What Style Is That House? Visual Guides to Domestic Architectural Designs - misnamed
http://99percentinvisible.org/article/style-house-visual-guides-domestic-architectural-designs/
======
skypanther
As a lover of old houses, it's nice to see this sort of thing discussed. A few
minor quibbles:

The article (though fortunately not the poster/infographic) mentions the
"Victorian" style. Victorian is an era during which multiple housing styles
were popular -- Queen Anne, Stick, Shingle, etc.
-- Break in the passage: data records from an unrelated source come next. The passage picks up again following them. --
// SPDX-License-Identifier: Apache-2.0
// Copyright Open Network Fabric Authors

//! Rule validation errors.
//!
//! Validation is fail-fast: the first violation is returned, located by the index and type of
//! the offending pattern item or action.

use crate::action::ActionType;
use crate::decode::DecodeError;
use crate::field::{FieldError, Role};
use crate::item::ItemType;

#[derive(Debug, Clone, PartialEq, Eq, thiserror::Error)]
pub enum FlowError {
    #[error("pattern[{index}]: unknown item type '{name}'")]
    UnknownItemType { index: usize, name: String },
    #[error("action[{index}]: unknown action type '{name}'")]
    UnknownActionType { index: usize, name: String },

    #[error("pattern[{index}] ({item}): cannot decode {role}: {source}")]
    ItemDecode {
        index: usize,
        item: ItemType,
        role: Role,
        source: DecodeError,
    },
    #[error("pattern[{index}] ({item}): {role} requires a spec")]
    ItemMissingSpec {
        index: usize,
        item: ItemType,
        role: Role,
    },
    #[error("pattern[{index}] ({item}): {role}: {source}")]
    ItemField {
        index: usize,
        item: ItemType,
        role: Role,
        source: FieldError,
    },
    #[error("last pattern element must be RTE_FLOW_ITEM_TYPE_END, got {0}")]
    PatternNotTerminated(ItemType),

    #[error("action[{index}] ({action}): conf is required")]
    ConfMissing { index: usize, action: ActionType },
    #[error("action[{index}] ({action}): conf is not allowed")]
    ConfForbidden { index: usize, action: ActionType },
    #[error("action[{index}] ({action}): cannot decode conf: {source}")]
    ActionDecode {
        index: usize,
        action: ActionType,
        source: DecodeError,
    },
    #[error("action[{index}] ({action}): conf: {source}")]
    ActionField {
        index: usize,
        action: ActionType,
        source: FieldError,
    },
    #[error("last action element must be RTE_FLOW_ACTION_TYPE_END, got {0}")]
    ActionsNotTerminated(ActionType),
    #[error("a rule needs at least one action")]
    NoActions,

    #[error("attr.{flag} must be 0 or 1, got {value}")]
    InvalidAttr { flag: &'static str, value: u32 },
}
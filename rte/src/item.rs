// SPDX-License-Identifier: Apache-2.0
// Copyright Open Network Fabric Authors

//! Pattern item types.
//!
//! Basically everything that is `RTE_FLOW_ITEM_TYPE_*` in DPDK, numbered the way DPDK numbers
//! them since the discriminant is what goes on the wire.

use crate::wire::ItemShape;

#[derive(
    Debug,
    Clone,
    Copy,
    PartialEq,
    Eq,
    PartialOrd,
    Ord,
    Hash,
    strum::EnumString,
    strum::IntoStaticStr,
    strum::EnumIter,
    strum::FromRepr,
)]
#[repr(i32)]
pub enum ItemType {
    /// [META] End marker for item lists.
    #[strum(serialize = "RTE_FLOW_ITEM_TYPE_END")]
    End = 0,
    /// [META] Placeholder, ignored by PMDs.
    #[strum(serialize = "RTE_FLOW_ITEM_TYPE_VOID")]
    Void = 1,
    /// [META] Inverted matching.
    #[strum(serialize = "RTE_FLOW_ITEM_TYPE_INVERT")]
    Invert = 2,
    #[strum(serialize = "RTE_FLOW_ITEM_TYPE_ANY")]
    Any = 3,
    /// [META] Traffic from/to the physical function.
    #[strum(serialize = "RTE_FLOW_ITEM_TYPE_PF")]
    Pf = 4,
    #[strum(serialize = "RTE_FLOW_ITEM_TYPE_VF")]
    Vf = 5,
    #[strum(serialize = "RTE_FLOW_ITEM_TYPE_PHY_PORT")]
    PhyPort = 6,
    #[strum(serialize = "RTE_FLOW_ITEM_TYPE_PORT_ID")]
    PortId = 7,
    #[strum(serialize = "RTE_FLOW_ITEM_TYPE_RAW")]
    Raw = 8,
    #[strum(serialize = "RTE_FLOW_ITEM_TYPE_ETH")]
    Eth = 9,
    #[strum(serialize = "RTE_FLOW_ITEM_TYPE_VLAN")]
    Vlan = 10,
    #[strum(serialize = "RTE_FLOW_ITEM_TYPE_IPV4")]
    Ipv4 = 11,
    #[strum(serialize = "RTE_FLOW_ITEM_TYPE_IPV6")]
    Ipv6 = 12,
    #[strum(serialize = "RTE_FLOW_ITEM_TYPE_ICMP")]
    Icmp = 13,
    #[strum(serialize = "RTE_FLOW_ITEM_TYPE_UDP")]
    Udp = 14,
    #[strum(serialize = "RTE_FLOW_ITEM_TYPE_TCP")]
    Tcp = 15,
    #[strum(serialize = "RTE_FLOW_ITEM_TYPE_SCTP")]
    Sctp = 16,
    #[strum(serialize = "RTE_FLOW_ITEM_TYPE_VXLAN")]
    Vxlan = 17,
    #[strum(serialize = "RTE_FLOW_ITEM_TYPE_E_TAG")]
    ETag = 18,
    #[strum(serialize = "RTE_FLOW_ITEM_TYPE_NVGRE")]
    Nvgre = 19,
    #[strum(serialize = "RTE_FLOW_ITEM_TYPE_MPLS")]
    Mpls = 20,
    #[strum(serialize = "RTE_FLOW_ITEM_TYPE_GRE")]
    Gre = 21,
    #[strum(serialize = "RTE_FLOW_ITEM_TYPE_FUZZY")]
    Fuzzy = 22,
    #[strum(serialize = "RTE_FLOW_ITEM_TYPE_GTP")]
    Gtp = 23,
    #[strum(serialize = "RTE_FLOW_ITEM_TYPE_GTPC")]
    Gtpc = 24,
    #[strum(serialize = "RTE_FLOW_ITEM_TYPE_GTPU")]
    Gtpu = 25,
    #[strum(serialize = "RTE_FLOW_ITEM_TYPE_ESP")]
    Esp = 26,
    #[strum(serialize = "RTE_FLOW_ITEM_TYPE_GENEVE")]
    Geneve = 27,
    #[strum(serialize = "RTE_FLOW_ITEM_TYPE_VXLAN_GPE")]
    VxlanGpe = 28,
    #[strum(serialize = "RTE_FLOW_ITEM_TYPE_ARP_ETH_IPV4")]
    ArpEthIpv4 = 29,
    #[strum(serialize = "RTE_FLOW_ITEM_TYPE_IPV6_EXT")]
    Ipv6Ext = 30,
    #[strum(serialize = "RTE_FLOW_ITEM_TYPE_ICMP6")]
    Icmp6 = 31,
    #[strum(serialize = "RTE_FLOW_ITEM_TYPE_ICMP6_ND_NS")]
    Icmp6NdNs = 32,
    #[strum(serialize = "RTE_FLOW_ITEM_TYPE_ICMP6_ND_NA")]
    Icmp6NdNa = 33,
    #[strum(serialize = "RTE_FLOW_ITEM_TYPE_ICMP6_ND_OPT")]
    Icmp6NdOpt = 34,
    #[strum(serialize = "RTE_FLOW_ITEM_TYPE_ICMP6_ND_OPT_SLA_ETH")]
    Icmp6NdOptSlaEth = 35,
    #[strum(serialize = "RTE_FLOW_ITEM_TYPE_ICMP6_ND_OPT_TLA_ETH")]
    Icmp6NdOptTlaEth = 36,
    #[strum(serialize = "RTE_FLOW_ITEM_TYPE_MARK")]
    Mark = 37,
    /// [META] Matches a metadata value.
    #[strum(serialize = "RTE_FLOW_ITEM_TYPE_META")]
    Meta = 38,
    #[strum(serialize = "RTE_FLOW_ITEM_TYPE_GRE_KEY")]
    GreKey = 39,
    #[strum(serialize = "RTE_FLOW_ITEM_TYPE_GTP_PSC")]
    GtpPsc = 40,
    /// PPPoE session stage.
    #[strum(serialize = "RTE_FLOW_ITEM_TYPE_PPPOES")]
    Pppoes = 41,
    /// PPPoE discovery stage.
    #[strum(serialize = "RTE_FLOW_ITEM_TYPE_PPPOED")]
    Pppoed = 42,
    /// Only applies to PPPoE session packets.
    #[strum(serialize = "RTE_FLOW_ITEM_TYPE_PPPOE_PROTO_ID")]
    PppoeProtoId = 43,
    #[strum(serialize = "RTE_FLOW_ITEM_TYPE_NSH")]
    Nsh = 44,
    #[strum(serialize = "RTE_FLOW_ITEM_TYPE_IGMP")]
    Igmp = 45,
    #[strum(serialize = "RTE_FLOW_ITEM_TYPE_AH")]
    Ah = 46,
    #[strum(serialize = "RTE_FLOW_ITEM_TYPE_HIGIG2")]
    Higig2 = 47,
    /// [META] Matches a tag value.
    #[strum(serialize = "RTE_FLOW_ITEM_TYPE_TAG")]
    Tag = 48,
    #[strum(serialize = "RTE_FLOW_ITEM_TYPE_L2TPV3OIP")]
    L2tpv3oip = 49,
    #[strum(serialize = "RTE_FLOW_ITEM_TYPE_PFCP")]
    Pfcp = 50,
    #[strum(serialize = "RTE_FLOW_ITEM_TYPE_ECPRI")]
    Ecpri = 51,
}

impl ItemType {
    /// The exact type name accepted in a rule description.
    #[must_use]
    pub fn name(self) -> &'static str {
        self.into()
    }

    /// The wire discriminant.
    #[must_use]
    pub const fn as_i32(self) -> i32 {
        self as i32
    }

    /// The wire shape of the `spec`/`last`/`mask` payloads of this item.
    ///
    /// `None` means the type is inert: valid, but it carries no payload.
    #[must_use]
    pub const fn shape(self) -> Option<ItemShape> {
        use ItemType as T;
        let shape = match self {
            T::End | T::Void | T::Invert | T::Pf => return None,
            T::Any => ItemShape::Any,
            T::Vf => ItemShape::Vf,
            T::PhyPort => ItemShape::PhyPort,
            T::PortId => ItemShape::PortId,
            T::Raw => ItemShape::Raw,
            T::Eth => ItemShape::Eth,
            T::Vlan => ItemShape::Vlan,
            T::Ipv4 => ItemShape::Ipv4,
            T::Ipv6 => ItemShape::Ipv6,
            T::Icmp => ItemShape::Icmp,
            T::Udp => ItemShape::Udp,
            T::Tcp => ItemShape::Tcp,
            T::Sctp => ItemShape::Sctp,
            T::Vxlan => ItemShape::Vxlan,
            T::ETag => ItemShape::ETag,
            T::Nvgre => ItemShape::Nvgre,
            T::Mpls => ItemShape::Mpls,
            T::Gre => ItemShape::Gre,
            T::Fuzzy => ItemShape::Fuzzy,
            T::Gtp | T::Gtpc | T::Gtpu => ItemShape::Gtp,
            T::Esp => ItemShape::Esp,
            T::Geneve => ItemShape::Geneve,
            T::VxlanGpe => ItemShape::VxlanGpe,
            T::ArpEthIpv4 => ItemShape::ArpEthIpv4,
            T::Ipv6Ext => ItemShape::Ipv6Ext,
            T::Icmp6 => ItemShape::Icmp6,
            T::Icmp6NdNs => ItemShape::Icmp6NdNs,
            T::Icmp6NdNa => ItemShape::Icmp6NdNa,
            T::Icmp6NdOpt => ItemShape::Icmp6NdOpt,
            T::Icmp6NdOptSlaEth => ItemShape::Icmp6NdOptSlaEth,
            T::Icmp6NdOptTlaEth => ItemShape::Icmp6NdOptTlaEth,
            T::Mark => ItemShape::Mark,
            T::Meta => ItemShape::Meta,
            T::GreKey => ItemShape::GreKey,
            T::GtpPsc => ItemShape::GtpPsc,
            T::Pppoes | T::Pppoed => ItemShape::Pppoe,
            T::PppoeProtoId => ItemShape::PppoeProtoId,
            T::Nsh => ItemShape::Nsh,
            T::Igmp => ItemShape::Igmp,
            T::Ah => ItemShape::Ah,
            T::Higig2 => ItemShape::Higig2,
            T::Tag => ItemShape::Tag,
            T::L2tpv3oip => ItemShape::L2tpv3oip,
            T::Pfcp => ItemShape::Pfcp,
            T::Ecpri => ItemShape::Ecpri,
        };
        Some(shape)
    }
}

impl std::fmt::Display for ItemType {
    fn fmt(&self, f: &mut std::fmt::Formatter<'_>) -> std::fmt::Result {
        f.write_str(self.name())
    }
}
// SPDX-License-Identifier: Apache-2.0
// Copyright Open Network Fabric Authors

//! Wire form of a validated rule, as sent to the flow service.

use prost::Message;
use serde::{Deserialize, Serialize};

/// Rule attributes.
#[derive(Clone, PartialEq, Eq, Hash, Message, Serialize, Deserialize)]
#[serde(deny_unknown_fields, default)]
pub struct RteFlowAttr {
    #[prost(uint32, tag = "1")]
    pub group: u32,
    #[prost(uint32, tag = "2")]
    pub priority: u32,
    #[prost(uint32, tag = "3")]
    pub ingress: u32,
    #[prost(uint32, tag = "4")]
    pub egress: u32,
    #[prost(uint32, tag = "5")]
    pub transfer: u32,
    #[prost(uint32, tag = "6")]
    pub reserved: u32,
}

#[derive(Clone, PartialEq, Message)]
pub struct RteFlowItem {
    #[prost(int32, tag = "1")]
    pub r#type: i32,
    #[prost(message, optional, tag = "2")]
    pub spec: Option<prost_types::Any>,
    #[prost(message, optional, tag = "3")]
    pub last: Option<prost_types::Any>,
    #[prost(message, optional, tag = "4")]
    pub mask: Option<prost_types::Any>,
}

#[derive(Clone, PartialEq, Message)]
pub struct RteFlowAction {
    #[prost(int32, tag = "1")]
    pub r#type: i32,
    #[prost(message, optional, tag = "2")]
    pub conf: Option<prost_types::Any>,
}

/// A rule creation (or validation) request.
#[derive(Clone, PartialEq, Message)]
pub struct RequestFlowCreate {
    #[prost(uint32, tag = "1")]
    pub port_id: u32,
    #[prost(message, optional, tag = "2")]
    pub attr: Option<RteFlowAttr>,
    #[prost(message, repeated, tag = "3")]
    pub pattern: Vec<RteFlowItem>,
    #[prost(message, repeated, tag = "4")]
    pub action: Vec<RteFlowAction>,
}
The stylized drawings, especially in the infographic, really obscure the
characteristics of some of the styles. The Italianate drawing, for example,
barely resembles the real thing.

Finally, the article and sources fail to mention that few houses truly
represent one specific style. Typically, only architect-designed homes (built
by the rich-n-famous) or kit homes
([https://en.wikipedia.org/wiki/Kit_houses_in_North_America](https://en.wikipedia.org/wiki/Kit_houses_in_North_America))
would really fit a specific style. Lots of homes of that era are best
described as "vernacular" and combine elements of multiple styles. You then
end up classifying it based on the predominant features. For example, I live
in a home built in the 1890s that has a mix of Queen Anne, shingle, and stick
elements. Though, my last home was a spot-on American Foursquare.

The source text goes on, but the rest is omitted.